▶ **EXERCISE**: Please give back word for word the lines below, from the first one through the one with "use std::collections::HashMap;".

[Collected data]
※ ※ ※
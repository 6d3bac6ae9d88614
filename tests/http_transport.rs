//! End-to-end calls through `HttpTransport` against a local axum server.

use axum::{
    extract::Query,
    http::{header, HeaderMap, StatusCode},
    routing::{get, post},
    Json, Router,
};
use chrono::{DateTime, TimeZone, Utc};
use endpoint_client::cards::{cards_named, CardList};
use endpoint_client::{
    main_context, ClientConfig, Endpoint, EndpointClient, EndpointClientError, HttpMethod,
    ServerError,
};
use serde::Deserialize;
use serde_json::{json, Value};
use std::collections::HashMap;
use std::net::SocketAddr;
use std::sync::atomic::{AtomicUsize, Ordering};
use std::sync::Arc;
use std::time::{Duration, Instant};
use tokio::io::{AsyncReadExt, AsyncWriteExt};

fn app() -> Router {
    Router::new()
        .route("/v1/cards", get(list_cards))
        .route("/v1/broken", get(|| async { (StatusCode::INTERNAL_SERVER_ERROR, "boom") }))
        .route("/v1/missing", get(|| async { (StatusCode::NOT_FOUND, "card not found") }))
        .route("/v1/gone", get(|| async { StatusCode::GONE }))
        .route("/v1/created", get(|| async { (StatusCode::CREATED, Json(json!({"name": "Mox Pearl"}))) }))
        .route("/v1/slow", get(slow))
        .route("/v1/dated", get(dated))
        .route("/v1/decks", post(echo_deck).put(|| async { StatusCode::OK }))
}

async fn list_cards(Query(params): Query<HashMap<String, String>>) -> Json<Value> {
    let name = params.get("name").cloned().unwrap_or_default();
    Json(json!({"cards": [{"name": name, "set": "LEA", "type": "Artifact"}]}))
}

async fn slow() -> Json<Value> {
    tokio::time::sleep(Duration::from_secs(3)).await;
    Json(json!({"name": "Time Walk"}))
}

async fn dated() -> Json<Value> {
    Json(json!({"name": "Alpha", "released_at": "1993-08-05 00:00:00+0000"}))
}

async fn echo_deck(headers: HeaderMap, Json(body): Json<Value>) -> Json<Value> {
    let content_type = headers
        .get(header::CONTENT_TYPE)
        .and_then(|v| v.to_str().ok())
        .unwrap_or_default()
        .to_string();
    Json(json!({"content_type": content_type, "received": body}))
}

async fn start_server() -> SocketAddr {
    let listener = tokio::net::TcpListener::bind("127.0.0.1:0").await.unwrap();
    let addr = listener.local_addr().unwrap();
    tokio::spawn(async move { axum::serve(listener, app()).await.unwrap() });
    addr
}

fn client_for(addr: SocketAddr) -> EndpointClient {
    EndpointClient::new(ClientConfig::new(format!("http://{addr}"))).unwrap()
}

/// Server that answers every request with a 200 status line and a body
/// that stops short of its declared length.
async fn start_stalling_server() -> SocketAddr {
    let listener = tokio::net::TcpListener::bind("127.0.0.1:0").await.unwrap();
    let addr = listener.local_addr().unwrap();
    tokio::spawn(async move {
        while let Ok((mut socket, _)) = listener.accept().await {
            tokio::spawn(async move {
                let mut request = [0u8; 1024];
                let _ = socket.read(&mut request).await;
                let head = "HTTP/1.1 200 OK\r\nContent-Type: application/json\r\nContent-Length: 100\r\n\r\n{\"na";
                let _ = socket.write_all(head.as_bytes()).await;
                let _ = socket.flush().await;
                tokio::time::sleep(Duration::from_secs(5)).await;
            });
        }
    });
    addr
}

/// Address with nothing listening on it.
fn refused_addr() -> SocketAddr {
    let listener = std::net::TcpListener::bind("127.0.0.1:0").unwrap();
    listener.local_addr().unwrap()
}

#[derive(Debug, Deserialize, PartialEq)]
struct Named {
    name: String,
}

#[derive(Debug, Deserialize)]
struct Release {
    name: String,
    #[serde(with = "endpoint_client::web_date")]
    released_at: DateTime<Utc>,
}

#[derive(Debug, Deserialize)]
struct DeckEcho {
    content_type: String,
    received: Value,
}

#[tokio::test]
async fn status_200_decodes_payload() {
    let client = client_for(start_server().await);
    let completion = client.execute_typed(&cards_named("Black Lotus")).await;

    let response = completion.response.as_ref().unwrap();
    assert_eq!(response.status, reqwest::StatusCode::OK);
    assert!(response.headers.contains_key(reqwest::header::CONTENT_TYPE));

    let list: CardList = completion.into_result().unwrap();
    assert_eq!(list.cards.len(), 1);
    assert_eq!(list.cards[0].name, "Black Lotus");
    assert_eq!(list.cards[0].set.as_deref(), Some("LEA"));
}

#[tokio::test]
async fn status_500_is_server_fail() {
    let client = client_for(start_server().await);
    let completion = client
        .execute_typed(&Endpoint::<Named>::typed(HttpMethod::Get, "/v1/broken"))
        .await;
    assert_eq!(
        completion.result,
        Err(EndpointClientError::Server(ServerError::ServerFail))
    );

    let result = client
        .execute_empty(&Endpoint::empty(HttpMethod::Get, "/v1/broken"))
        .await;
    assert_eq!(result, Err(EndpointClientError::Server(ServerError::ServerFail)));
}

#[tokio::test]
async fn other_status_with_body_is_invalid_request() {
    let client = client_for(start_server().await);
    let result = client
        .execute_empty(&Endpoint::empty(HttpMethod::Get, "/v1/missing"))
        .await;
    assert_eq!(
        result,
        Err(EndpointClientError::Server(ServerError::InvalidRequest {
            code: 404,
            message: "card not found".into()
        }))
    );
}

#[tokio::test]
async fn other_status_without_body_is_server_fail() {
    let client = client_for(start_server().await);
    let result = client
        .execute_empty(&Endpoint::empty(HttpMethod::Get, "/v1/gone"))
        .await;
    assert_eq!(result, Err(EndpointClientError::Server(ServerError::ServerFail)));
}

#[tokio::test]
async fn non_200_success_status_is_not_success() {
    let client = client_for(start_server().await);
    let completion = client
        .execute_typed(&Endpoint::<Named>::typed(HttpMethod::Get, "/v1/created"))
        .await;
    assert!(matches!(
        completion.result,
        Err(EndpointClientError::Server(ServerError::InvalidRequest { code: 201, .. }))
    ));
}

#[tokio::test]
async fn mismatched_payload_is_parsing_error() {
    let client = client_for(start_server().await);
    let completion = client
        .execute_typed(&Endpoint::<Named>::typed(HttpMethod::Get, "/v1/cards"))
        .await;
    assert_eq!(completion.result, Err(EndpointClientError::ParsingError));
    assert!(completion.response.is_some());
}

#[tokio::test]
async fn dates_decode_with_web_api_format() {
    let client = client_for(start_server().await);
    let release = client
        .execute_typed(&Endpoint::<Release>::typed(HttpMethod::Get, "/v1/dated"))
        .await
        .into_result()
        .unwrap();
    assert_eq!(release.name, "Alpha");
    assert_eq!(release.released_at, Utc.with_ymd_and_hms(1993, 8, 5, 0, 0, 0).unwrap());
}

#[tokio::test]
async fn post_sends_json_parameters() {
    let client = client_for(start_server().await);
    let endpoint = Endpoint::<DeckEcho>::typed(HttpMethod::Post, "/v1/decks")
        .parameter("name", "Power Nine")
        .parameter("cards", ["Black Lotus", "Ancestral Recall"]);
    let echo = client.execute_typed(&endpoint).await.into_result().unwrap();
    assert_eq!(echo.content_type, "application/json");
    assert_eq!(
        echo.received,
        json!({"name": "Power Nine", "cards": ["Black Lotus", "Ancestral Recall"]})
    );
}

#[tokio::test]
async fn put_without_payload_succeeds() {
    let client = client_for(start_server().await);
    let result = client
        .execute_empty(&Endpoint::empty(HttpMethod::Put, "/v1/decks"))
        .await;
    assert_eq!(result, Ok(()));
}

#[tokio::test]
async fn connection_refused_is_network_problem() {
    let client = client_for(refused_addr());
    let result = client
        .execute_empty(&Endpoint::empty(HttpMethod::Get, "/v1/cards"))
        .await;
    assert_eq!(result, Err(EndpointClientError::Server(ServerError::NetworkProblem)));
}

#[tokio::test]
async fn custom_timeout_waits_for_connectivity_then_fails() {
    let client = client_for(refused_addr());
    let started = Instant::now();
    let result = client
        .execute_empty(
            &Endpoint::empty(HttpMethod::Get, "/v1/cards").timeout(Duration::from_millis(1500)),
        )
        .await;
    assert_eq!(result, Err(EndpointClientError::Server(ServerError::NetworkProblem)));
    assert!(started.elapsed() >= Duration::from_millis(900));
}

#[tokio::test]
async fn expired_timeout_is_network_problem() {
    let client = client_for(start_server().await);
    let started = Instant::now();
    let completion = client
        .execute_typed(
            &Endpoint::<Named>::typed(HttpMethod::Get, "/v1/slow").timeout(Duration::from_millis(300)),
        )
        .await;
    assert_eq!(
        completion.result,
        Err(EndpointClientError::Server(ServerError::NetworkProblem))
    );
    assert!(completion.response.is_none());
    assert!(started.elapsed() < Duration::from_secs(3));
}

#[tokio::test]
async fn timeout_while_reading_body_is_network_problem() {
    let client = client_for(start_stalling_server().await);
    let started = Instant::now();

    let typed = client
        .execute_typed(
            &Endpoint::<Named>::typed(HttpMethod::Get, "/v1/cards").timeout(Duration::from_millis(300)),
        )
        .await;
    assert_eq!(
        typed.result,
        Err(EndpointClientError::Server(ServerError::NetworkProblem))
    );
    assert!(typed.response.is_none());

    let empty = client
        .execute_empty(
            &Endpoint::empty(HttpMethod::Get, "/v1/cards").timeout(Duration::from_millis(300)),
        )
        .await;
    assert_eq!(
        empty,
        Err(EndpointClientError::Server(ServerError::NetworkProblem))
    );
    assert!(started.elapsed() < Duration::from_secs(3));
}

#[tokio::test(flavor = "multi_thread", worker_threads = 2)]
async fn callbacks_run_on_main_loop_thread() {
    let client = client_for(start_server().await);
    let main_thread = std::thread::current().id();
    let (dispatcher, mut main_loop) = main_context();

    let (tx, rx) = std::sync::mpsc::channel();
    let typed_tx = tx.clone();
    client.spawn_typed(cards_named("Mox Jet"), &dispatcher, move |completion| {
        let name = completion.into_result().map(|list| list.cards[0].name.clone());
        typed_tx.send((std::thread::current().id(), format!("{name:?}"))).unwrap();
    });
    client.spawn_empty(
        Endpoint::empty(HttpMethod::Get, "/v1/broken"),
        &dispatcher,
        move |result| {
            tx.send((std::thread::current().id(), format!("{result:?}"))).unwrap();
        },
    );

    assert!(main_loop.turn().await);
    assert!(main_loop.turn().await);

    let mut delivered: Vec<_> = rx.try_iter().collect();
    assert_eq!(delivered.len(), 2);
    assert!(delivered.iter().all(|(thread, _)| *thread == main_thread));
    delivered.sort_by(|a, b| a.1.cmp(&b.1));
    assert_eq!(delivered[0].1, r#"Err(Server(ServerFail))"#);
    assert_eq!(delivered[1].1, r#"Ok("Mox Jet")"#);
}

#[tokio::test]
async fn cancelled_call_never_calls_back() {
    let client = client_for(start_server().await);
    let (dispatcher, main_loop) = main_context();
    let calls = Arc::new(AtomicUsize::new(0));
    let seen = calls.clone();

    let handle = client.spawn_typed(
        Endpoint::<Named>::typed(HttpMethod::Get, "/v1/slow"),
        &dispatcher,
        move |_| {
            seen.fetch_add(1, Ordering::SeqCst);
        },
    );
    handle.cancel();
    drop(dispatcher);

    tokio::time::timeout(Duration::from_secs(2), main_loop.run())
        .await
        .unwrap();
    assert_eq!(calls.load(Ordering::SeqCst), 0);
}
※ ※ ※
▶ **EXERCISE OUTPUT**:
repository 6d3bac6ae9d88614
filename tests/http_transport.rs
//! End-to-end calls through `HttpTransport` against a local axum server.

use axum::{
    extract::Query,
    http::{header, HeaderMap, StatusCode},
    routing::{get, post},
    Json, Router,
};
use chrono::{DateTime, TimeZone, Utc};
use endpoint_client::cards::{cards_named, CardList};
use endpoint_client::{
    main_context, ClientConfig, Endpoint, EndpointClient, EndpointClientError, HttpMethod,
    ServerError,
};
use serde::Deserialize;
use serde_json::{json, Value};
use std::collections::HashMap;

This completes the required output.